▶ _Requirement_:
Wherever the word "email" occurs in the lines below, copy the whole line.

····················

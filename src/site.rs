//! Static business data: profile, service catalog, work pages, serviced zips.
//!
//! Nothing here is mutable or persisted. Handlers serialize these records
//! straight into API responses.

use serde::Serialize;

// =============================================================================
// BUSINESS PROFILE
// =============================================================================

#[derive(Debug, Clone, Copy, Serialize)]
pub struct BusinessProfile {
    pub name: &'static str,
    pub phone_display: &'static str,
    pub email: &'static str,
    pub service_area: &'static str,
}

impl BusinessProfile {
    /// `tel:`-ready phone number.
    #[must_use]
    pub fn phone_tel(&self) -> String {
        format_phone_for_tel(self.phone_display)
    }
}

pub const BUSINESS: BusinessProfile = BusinessProfile {
    name: "Magic Glove Window Cleaning",
    phone_display: "(818) 942-4177",
    email: "Armando29gonzalez@gmail.com",
    service_area: "Los Angeles & San Bernardino Counties",
};

/// Keep digits only and prefix the US country code. Empty when no digits.
#[must_use]
pub fn format_phone_for_tel(raw: &str) -> String {
    let digits: String = raw.chars().filter(char::is_ascii_digit).collect();
    if digits.is_empty() {
        return String::new();
    }
    format!("+1{digits}")
}

// =============================================================================
// SERVICE CATALOG
// =============================================================================

#[derive(Debug, Clone, Copy, PartialEq, Eq, Hash, Serialize)]
#[serde(rename_all = "snake_case")]
pub enum ServiceKind {
    Windows,
    Storefront,
    Solar,
    Tint,
}

impl ServiceKind {
    pub const ALL: [Self; 4] = [Self::Windows, Self::Storefront, Self::Solar, Self::Tint];

    #[must_use]
    pub fn key(self) -> &'static str {
        match self {
            Self::Windows => "windows",
            Self::Storefront => "storefront",
            Self::Solar => "solar",
            Self::Tint => "tint",
        }
    }

    #[must_use]
    pub fn route(self) -> &'static str {
        match self {
            Self::Windows => "/work/windows",
            Self::Storefront => "/work/storefront",
            Self::Solar => "/work/solar",
            Self::Tint => "/work/tint",
        }
    }

    #[must_use]
    pub fn from_key(key: &str) -> Option<Self> {
        Self::ALL.into_iter().find(|kind| kind.key() == key)
    }
}

#[derive(Debug, Clone, Copy, PartialEq, Eq, Serialize)]
pub struct SeoBlock {
    #[serde(skip_serializing_if = "Option::is_none")]
    pub heading: Option<&'static str>,
    pub body: &'static str,
}

#[derive(Debug, Clone, Copy, Serialize)]
pub struct RecentJob {
    pub title: &'static str,
    pub area: &'static str,
}

/// Content of the `#/work/<service>` page.
#[derive(Debug, Clone, Copy, Serialize)]
pub struct WorkPage {
    pub heading: &'static str,
    pub subtitle: &'static str,
    pub seo_title: &'static str,
    pub seo_blocks: &'static [SeoBlock],
    pub recent: &'static [RecentJob],
}

#[derive(Debug, Clone, Copy, Serialize)]
pub struct Service {
    pub kind: ServiceKind,
    pub title: &'static str,
    pub description: &'static str,
    pub features: &'static [&'static str],
    pub route: &'static str,
    pub work: WorkPage,
}

/// Catalog lookup by service kind.
#[must_use]
pub fn service(kind: ServiceKind) -> &'static Service {
    match kind {
        ServiceKind::Windows => &SERVICES[0],
        ServiceKind::Storefront => &SERVICES[1],
        ServiceKind::Solar => &SERVICES[2],
        ServiceKind::Tint => &SERVICES[3],
    }
}

const fn seo(heading: &'static str, body: &'static str) -> SeoBlock {
    SeoBlock { heading: Some(heading), body }
}

const fn intro(body: &'static str) -> SeoBlock {
    SeoBlock { heading: None, body }
}

const fn job(title: &'static str, area: &'static str) -> RecentJob {
    RecentJob { title, area }
}

/// Ordered service catalog, as shown on the home page.
pub static SERVICES: [Service; 4] = [
    Service {
        kind: ServiceKind::Windows,
        title: "Residential Window Cleaning",
        description: "Interior + exterior options with a premium finish.",
        features: &["Streak-free glass", "Screens (optional)", "Track/sill detailing (optional)"],
        route: "/work/windows",
        work: WorkPage {
            heading: "Window Cleaning — See Our Work",
            subtitle: "Interior & exterior window cleaning with a premium finish, clear communication, and fair pricing across Los Angeles.",
            seo_title: "Interior & Exterior Window Washing Services",
            seo_blocks: &[
                intro(
                    "At Magic Glove Window Cleaning, we provide exterior and interior window cleaning across Los Angeles & surrounding areas. Homeowners choose us because we treat every home with care, communicate clearly, and aim for a finish you can feel proud of.",
                ),
                seo(
                    "Why regular window cleaning matters",
                    "Over time, dust, grime, and buildup can dull your view and make your home feel less clean overall. Keeping windows maintained helps protect your glass, supports a brighter interior, and can help prevent long-term issues that lead to costly repairs.",
                ),
                seo(
                    "Our exterior window cleaning approach",
                    "We use safe, professional methods designed for the home. Our goal is a consistent, streak-free finish—then we do a final check to make sure it looks right from the inside too. The difference is in the details.",
                ),
                seo(
                    "Our interior window cleaning approach",
                    "When we work inside your home, we treat your space with respect. We take care around floors and furniture, work clean, and inspect our results before we leave. If you’re not happy, we’re not done.",
                ),
                seo(
                    "How often should windows be cleaned?",
                    "Most LA homeowners benefit from cleaning twice a year—spring and fall. Some prefer quarterly for a consistently sharp look, especially in high-dust areas or near busy streets.",
                ),
            ],
            recent: &[
                job("Full exterior wash + detail", "Granada Hills"),
                job("Interior + exterior (2-story)", "Northridge"),
                job("Water spot improvement (options)", "Porter Ranch"),
            ],
        },
    },
    Service {
        kind: ServiceKind::Storefront,
        title: "Commercial & Storefront Cleaning",
        description: "Reliable routes that keep your business sharp.",
        features: &["Weekly/bi-weekly/monthly plans", "Early-morning options", "Professional invoicing"],
        route: "/work/storefront",
        work: WorkPage {
            heading: "Storefront Cleaning — See Our Work",
            subtitle: "Reliable storefront maintenance plans that keep your business looking sharp week after week.",
            seo_title: "Storefront Window Cleaning & Maintenance",
            seo_blocks: &[
                intro(
                    "For storefronts and small businesses, clean glass is part of your brand. Magic Glove provides dependable routes with clear communication, on-time service, and a finish that matches the quality of your business.",
                ),
                seo(
                    "Why storefront cleaning is needed",
                    "Foot traffic, dust, fingerprints, and weather can make glass look dull fast. Regular maintenance keeps your storefront inviting, professional, and consistent—especially during peak hours and high-visibility seasons.",
                ),
                seo(
                    "Our route options",
                    "We offer weekly, bi-weekly, and monthly maintenance schedules. We can plan early-morning service so your business is ready before customers arrive.",
                ),
                seo(
                    "A smoother process",
                    "Professional invoicing, reminders, and reliable service are the standard. Our goal is to make storefront maintenance easy—so you never have to chase it.",
                ),
            ],
            recent: &[
                job("Weekly storefront maintenance", "Reseda"),
                job("Route cleanup + detail finish", "Van Nuys"),
                job("Morning clean before opening", "Burbank"),
            ],
        },
    },
    Service {
        kind: ServiceKind::Solar,
        title: "Solar Panel Cleaning",
        description: "Safe methods designed for panels.",
        features: &["Soft brush + purified water", "Seasonal maintenance", "Before/after photos (optional)"],
        route: "/work/solar",
        work: WorkPage {
            heading: "Solar Panel Cleaning — See Our Work",
            subtitle: "Safe cleaning methods designed for panels. A clean surface can help panels perform closer to their best.",
            seo_title: "Solar Panel Cleaning Services",
            seo_blocks: &[
                intro(
                    "Solar panels collect dust, pollen, and debris that can reduce how clean they look—and potentially how efficiently they operate. Magic Glove uses careful methods designed for solar surfaces, with attention to safety and detail.",
                ),
                seo(
                    "Why solar cleaning matters",
                    "Even a light film of dust can build up over time. Many homeowners choose seasonal cleanings—especially before high-sun months—to keep panels looking sharp and performing consistently.",
                ),
                seo(
                    "Our approach",
                    "We use safe, low-abrasion methods and avoid anything that could damage the surface. We focus on a clean finish and clear communication—so you know exactly what’s happening on your roof.",
                ),
                seo(
                    "How often should panels be cleaned?",
                    "Many homes benefit from 1–2 cleanings per year, depending on dust levels and surrounding conditions. We can recommend a schedule after your first cleaning.",
                ),
            ],
            recent: &[
                job("Seasonal solar cleaning", "Glendale"),
                job("Roof panel wash (soft methods)", "Pasadena"),
                job("Multi-array cleaning", "Ontario"),
            ],
        },
    },
    Service {
        kind: ServiceKind::Tint,
        title: "Tint Removal",
        description: "Clean removal + adhesive cleanup.",
        features: &["Heat/steam method when appropriate", "Adhesive cleanup", "Glass-safe finish"],
        route: "/work/tint",
        work: WorkPage {
            heading: "Tint Removal — See Our Work",
            subtitle: "Clean removal with careful adhesive cleanup—so your glass looks clear again.",
            seo_title: "Window Tint Removal Services",
            seo_blocks: &[
                intro(
                    "Old tint can peel, bubble, and leave glass looking messy. Magic Glove removes tint carefully and focuses on a clean finish—especially during the adhesive cleanup stage.",
                ),
                seo(
                    "Why tint removal is needed",
                    "Aging tint can become cloudy, cracked, or uneven. Removing it restores clarity and can improve the overall look of your home or storefront.",
                ),
                seo(
                    "Our approach",
                    "We use appropriate heat/steam methods when needed, remove film carefully, and then focus on adhesive cleanup so the glass looks clean and clear.",
                ),
                seo(
                    "What to expect",
                    "Every job is different depending on the tint age and adhesive type. We’ll explain options clearly and set expectations upfront—no surprises.",
                ),
            ],
            recent: &[
                job("Office tint removal + cleanup", "San Fernando Valley"),
                job("Storefront tint removal", "Rialto"),
                job("Residential glass tint removal", "Rancho Cucamonga"),
            ],
        },
    },
];

// =============================================================================
// SERVICE AREA
// =============================================================================

pub const SERVICED_ZIPS: &[&str] = &[
    "91344", "91325", "91326", "91324", "91306", "91406", "91402", "91505", "91201", "91103", "91311", "91331",
    "91335", "91730", "91739", "91701", "91762", "91764", "92335", "92336", "92324",
];

#[cfg(test)]
#[path = "site_test.rs"]
mod tests;
use super::*;

fn canon(raw: &str) -> String {
    Route::from_fragment(raw).as_str().to_owned()
}

// =============================================================================
// from_fragment
// =============================================================================

#[test]
fn empty_and_bare_markers_resolve_to_root() {
    for raw in ["", "#", "#/", "/", "   ", "#///", "///"] {
        assert_eq!(canon(raw), "/", "expected root for {raw:?}");
    }
}

#[test]
fn work_routes_normalize_identically() {
    for raw in ["#/work/solar/", "work/solar", "#work/solar", "#//work/solar", "/work/solar/", "  #/work/solar  "] {
        assert_eq!(canon(raw), "/work/solar", "unexpected route for {raw:?}");
    }
}

#[test]
fn everything_before_first_hash_is_dropped() {
    assert_eq!(canon("https://example.test/page#/community"), "/community");
    assert_eq!(canon("#/a#b"), "/a#b");
}

#[test]
fn multiple_trailing_slashes_are_stripped() {
    assert_eq!(canon("#/community///"), "/community");
}

#[test]
fn interior_slashes_are_kept() {
    assert_eq!(canon("#/work//tint"), "/work//tint");
}

#[test]
fn normalization_is_idempotent() {
    for raw in ["", "#/work/tint/", "community", "#//estimate//"] {
        let once = Route::from_fragment(raw);
        let twice = Route::from_fragment(once.as_str());
        assert_eq!(once, twice);
    }
}

#[test]
fn route_serializes_as_plain_string() {
    let json = serde_json::to_string(&Route::from_fragment("#/work/tint")).unwrap();
    assert_eq!(json, "\"/work/tint\"");
}

#[test]
fn default_route_is_root() {
    assert!(Route::default().is_root());
    assert!(!Route::from_fragment("#/community").is_root());
}

// =============================================================================
// RouteResolver
// =============================================================================

#[test]
fn resolver_publishes_initial_fragment() {
    let resolver = RouteResolver::new("#/community/");
    assert_eq!(resolver.current().as_str(), "/community");
    let rx = resolver.subscribe();
    assert_eq!(rx.borrow().as_str(), "/community");
}

#[tokio::test]
async fn navigate_wakes_subscribers_with_new_route() {
    let resolver = RouteResolver::default();
    let mut rx = resolver.subscribe();

    let route = resolver.navigate("#/work/windows");
    assert_eq!(route.as_str(), "/work/windows");

    rx.changed().await.unwrap();
    assert_eq!(rx.borrow_and_update().as_str(), "/work/windows");
}

#[test]
fn navigate_to_equivalent_fragment_does_not_notify() {
    let resolver = RouteResolver::new("#/work/solar");
    let rx = resolver.subscribe();

    resolver.navigate("work/solar/");
    assert!(!rx.has_changed().unwrap());

    resolver.navigate("#/work/tint");
    assert!(rx.has_changed().unwrap());
}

····················

▶ _Your response_:
    pub email: &'static str,
    email: "Armando29gonzalez@gmail.com",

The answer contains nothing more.